#[cfg(test)]
mod tests {
    use super::*;
    use crate::population::{Column, Series};
    use crate::SimulationError;
    use vitalsim_env::CalendarContext;

    fn manager() -> PopulationManager {
        let ctx = CalendarContext::from_ymd(2000, 1, 1, 30.5, 1).unwrap();
        PopulationManager::new(Rc::new(ctx))
    }

    #[test]
    fn test_initializers_run_in_dependency_order() {
        let pop = manager();
        let log = Rc::new(RefCell::new(Vec::new()));

        // Registered in reverse dependency order.
        let view = pop.get_view(&["risk"], None).unwrap();
        let reader = pop.get_view(&["age"], None).unwrap();
        let l = Rc::clone(&log);
        pop.register_simulant_initializer("risk", &["risk"], &["age"], move |data| {
            l.borrow_mut().push("risk");
            let ages = reader.get(&data.index)?;
            let risk: Vec<f64> = ages.floats("age")?.iter().map(|a| a / 100.0).collect();
            view.update_column("risk", &data.index, Column::Float(risk))?;
            Ok(())
        });

        let view = pop.get_view(&["age"], None).unwrap();
        let l = Rc::clone(&log);
        pop.register_simulant_initializer("age", &["age"], &[], move |data| {
            l.borrow_mut().push("age");
            view.update_column("age", &data.index, Column::Float(vec![50.0; data.index.len()]))?;
            Ok(())
        });

        let index = pop.create_simulants(4, IndexMap::new()).unwrap();
        assert_eq!(index, vec![0, 1, 2, 3]);
        assert_eq!(*log.borrow(), vec!["age", "risk"]);
        assert!(!pop.is_growing());

        let frame = pop.get_view(&["risk"], None).unwrap().get(&index).unwrap();
        assert_eq!(frame.floats("risk").unwrap(), &[0.5; 4]);
    }

    #[test]
    fn test_cycle_names_stuck_initializers() {
        let pop = manager();
        pop.register_simulant_initializer("a", &["x"], &["y"], |_| Ok(()));
        pop.register_simulant_initializer("b", &["y"], &["x"], |_| Ok(()));
        pop.register_simulant_initializer("c", &["z"], &[], |_| Ok(()));

        match pop.create_simulants(1, IndexMap::new()) {
            Err(SimulationError::Resource(ResourceError::Cycle { initializers })) => {
                assert_eq!(initializers, vec!["a".to_string(), "b".to_string()]);
            }
            other => panic!("expected cycle error, got {:?}", other),
        }
        assert!(pop.is_empty());
    }

    #[test]
    fn test_missing_and_duplicate_producers() {
        let pop = manager();
        pop.register_simulant_initializer("a", &["x"], &["nowhere"], |_| Ok(()));
        let err = pop.create_simulants(1, IndexMap::new()).unwrap_err();
        assert!(err.to_string().contains("nowhere"));
        assert!(err.to_string().contains("'a'"));

        let pop = manager();
        pop.register_simulant_initializer("a", &["x"], &[], |_| Ok(()));
        pop.register_simulant_initializer("b", &["x"], &[], |_| Ok(()));
        assert!(matches!(
            pop.create_simulants(1, IndexMap::new()),
            Err(SimulationError::Resource(ResourceError::DuplicateProducer { .. }))
        ));
    }

    #[test]
    fn test_initializer_must_create_its_columns() {
        let pop = manager();
        pop.register_simulant_initializer("lazy", &["x"], &[], |_| Ok(()));
        assert!(matches!(
            pop.create_simulants(1, IndexMap::new()),
            Err(SimulationError::Resource(ResourceError::NotCreated { .. }))
        ));
        assert!(!pop.is_growing());
    }

    fn two_column_population() -> PopulationManager {
        let pop = manager();
        let view = pop.get_view(&["alive", "age"], None).unwrap();
        pop.register_simulant_initializer("base", &["alive", "age"], &[], move |data| {
            let n = data.index.len();
            let frame = Frame::new(data.index.clone())
                .with_column("alive", Column::Bool((0..n).map(|i| i % 2 == 0).collect()))?
                .with_column("age", Column::Float((0..n).map(|i| i as f64 * 10.0).collect()))?;
            view.update(frame)?;
            Ok(())
        });
        pop.create_simulants(4, IndexMap::new()).unwrap();
        pop
    }

    #[test]
    fn test_series_update_single_column_view() {
        let pop = two_column_population();
        let view = pop.get_view(&["age"], None).unwrap();
        view.update_series(Series::named("age", vec![1], Column::Float(vec![99.0])))
            .unwrap();
        view.update_series(Series::new(vec![2], Column::Float(vec![77.0]))).unwrap();
        assert_eq!(view.get(&[1, 2]).unwrap().floats("age").unwrap(), &[99.0, 77.0]);
    }

    #[test]
    fn test_series_update_ambiguous_in_multi_column_view() {
        let pop = two_column_population();
        let view = pop.get_view(&["alive", "age"], None).unwrap();
        let err = view
            .update_series(Series::named("height", vec![0], Column::Float(vec![1.0])))
            .unwrap_err();
        assert!(matches!(err, PopulationError::AmbiguousSeries { .. }));

        view.update_series(Series::named("age", vec![0], Column::Float(vec![5.0])))
            .unwrap();
        assert_eq!(view.get(&[0]).unwrap().floats("age").unwrap(), &[5.0]);
    }

    #[test]
    fn test_view_drops_foreign_columns_and_filters_rows() {
        let pop = two_column_population();
        let ages = pop.get_view(&["age"], Some("alive")).unwrap();

        let frame = Frame::new(vec![0, 1])
            .with_column("age", Column::Float(vec![1.0, 2.0]))
            .unwrap()
            .with_column("alive", Column::Bool(vec![false, false]))
            .unwrap();
        ages.update(frame).unwrap();
        ages.update(Frame::new(vec![])).unwrap();

        let all = pop.get_view(&[], None).unwrap().get(&pop.index()).unwrap();
        assert_eq!(all.bools("alive").unwrap(), &[true, false, true, false]);
        assert_eq!(all.floats("age").unwrap(), &[1.0, 2.0, 20.0, 30.0]);

        let living = ages.get(&pop.index()).unwrap();
        assert_eq!(living.index(), &[0, 2]);
        assert_eq!(ages.get_with(&pop.index(), "age > 10").unwrap().index(), &[2]);
    }

    #[test]
    fn test_column_write_outside_view_is_dropped() {
        let pop = two_column_population();
        let ages = pop.get_view(&["age"], None).unwrap();
        ages.update_column("alive", &[1, 3], Column::Bool(vec![true, true])).unwrap();
        ages.update_column("tracked", &[0], Column::Bool(vec![true])).unwrap();

        let all = pop.get_view(&[], None).unwrap().get(&pop.index()).unwrap();
        assert_eq!(all.bools("alive").unwrap(), &[true, false, true, false]);
        assert!(all.columns().get("tracked").is_none());
    }

    #[test]
    fn test_zero_simulants_still_create_columns() {
        let pop = manager();
        let view = pop.get_view(&["age", "sex"], None).unwrap();
        pop.register_simulant_initializer("base", &["age", "sex"], &[], move |data| {
            let n = data.index.len();
            view.update_column("age", &data.index, Column::Float(vec![0.0; n]))?;
            let frame = Frame::new(data.index.clone()).with_column("sex", Column::Category(vec!["Male".to_string(); n]))?;
            view.update(frame)?;
            Ok(())
        });

        assert!(pop.create_simulants(0, IndexMap::new()).unwrap().is_empty());
        let frame = pop.snapshot();
        assert_eq!(frame.len(), 0);
        assert!(frame.floats("age").unwrap().is_empty());
        assert!(frame.categories("sex").unwrap().is_empty());

        assert_eq!(pop.create_simulants(2, IndexMap::new()).unwrap(), vec![0, 1]);
        assert_eq!(pop.snapshot().floats("age").unwrap(), &[0.0, 0.0]);
    }

    #[test]
    fn test_steady_state_dtype_enforced() {
        let pop = two_column_population();
        let view = pop.get_view(&["age"], None).unwrap();
        let err = view.update_column("age", &[0], Column::Int(vec![3])).unwrap_err();
        assert!(matches!(err, PopulationError::DtypeMismatch { .. }));

        assert!(matches!(
            pop.get_view(&["height"], None).unwrap().get(&[0]),
            Err(PopulationError::MissingColumn(_))
        ));
    }

    #[test]
    fn test_subview_and_creator() {
        let pop = two_column_population();
        let view = pop.get_view(&["alive", "age"], Some("alive")).unwrap();
        let sub = view.subview(&["age"]).unwrap();
        assert_eq!(sub.get(&pop.index()).unwrap().index(), &[0, 2]);
        assert!(view.subview(&["sex"]).is_err());

        let creator = pop.simulant_creator();
        assert_eq!(creator.create(2, IndexMap::new()).unwrap(), vec![4, 5]);
        assert_eq!(pop.snapshot().len(), 6);
    }
}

--- --- ---

Only the lines from the one containing "let frame = pop.snapshot();" to the end of the records should be repeated, exactly as they appear.

Solved problem
        let frame = pop.snapshot();
        assert_eq!(frame.len(), 0);
        assert!(frame.floats("age").unwrap().is_empty());
        assert!(frame.categories("sex").unwrap().is_empty());

        assert_eq!(pop.create_simulants(2, IndexMap::new()).unwrap(), vec![0, 1]);
        assert_eq!(pop.snapshot().floats("age").unwrap(), &[0.0, 0.0]);
    }

    #[test]
    fn test_steady_state_dtype_enforced() {
        let pop = two_column_population();
        let view = pop.get_view(&["age"], None).unwrap();
        let err = view.update_column("age", &[0], Column::Int(vec![3])).unwrap_err();
        assert!(matches!(err, PopulationError::DtypeMismatch { .. }));

        assert!(matches!(
            pop.get_view(&["height"], None).unwrap().get(&[0]),
            Err(PopulationError::MissingColumn(_))
        ));
    }

    #[test]
    fn test_subview_and_creator() {
        let pop = two_column_population();
        let view = pop.get_view(&["alive", "age"], Some("alive")).unwrap();
        let sub = view.subview(&["age"]).unwrap();
        assert_eq!(sub.get(&pop.index()).unwrap().index(), &[0, 2]);
        assert!(view.subview(&["sex"]).is_err());

        let creator = pop.simulant_creator();
        assert_eq!(creator.create(2, IndexMap::new()).unwrap(), vec![4, 5]);
        assert_eq!(pop.snapshot().len(), 6);
    }
}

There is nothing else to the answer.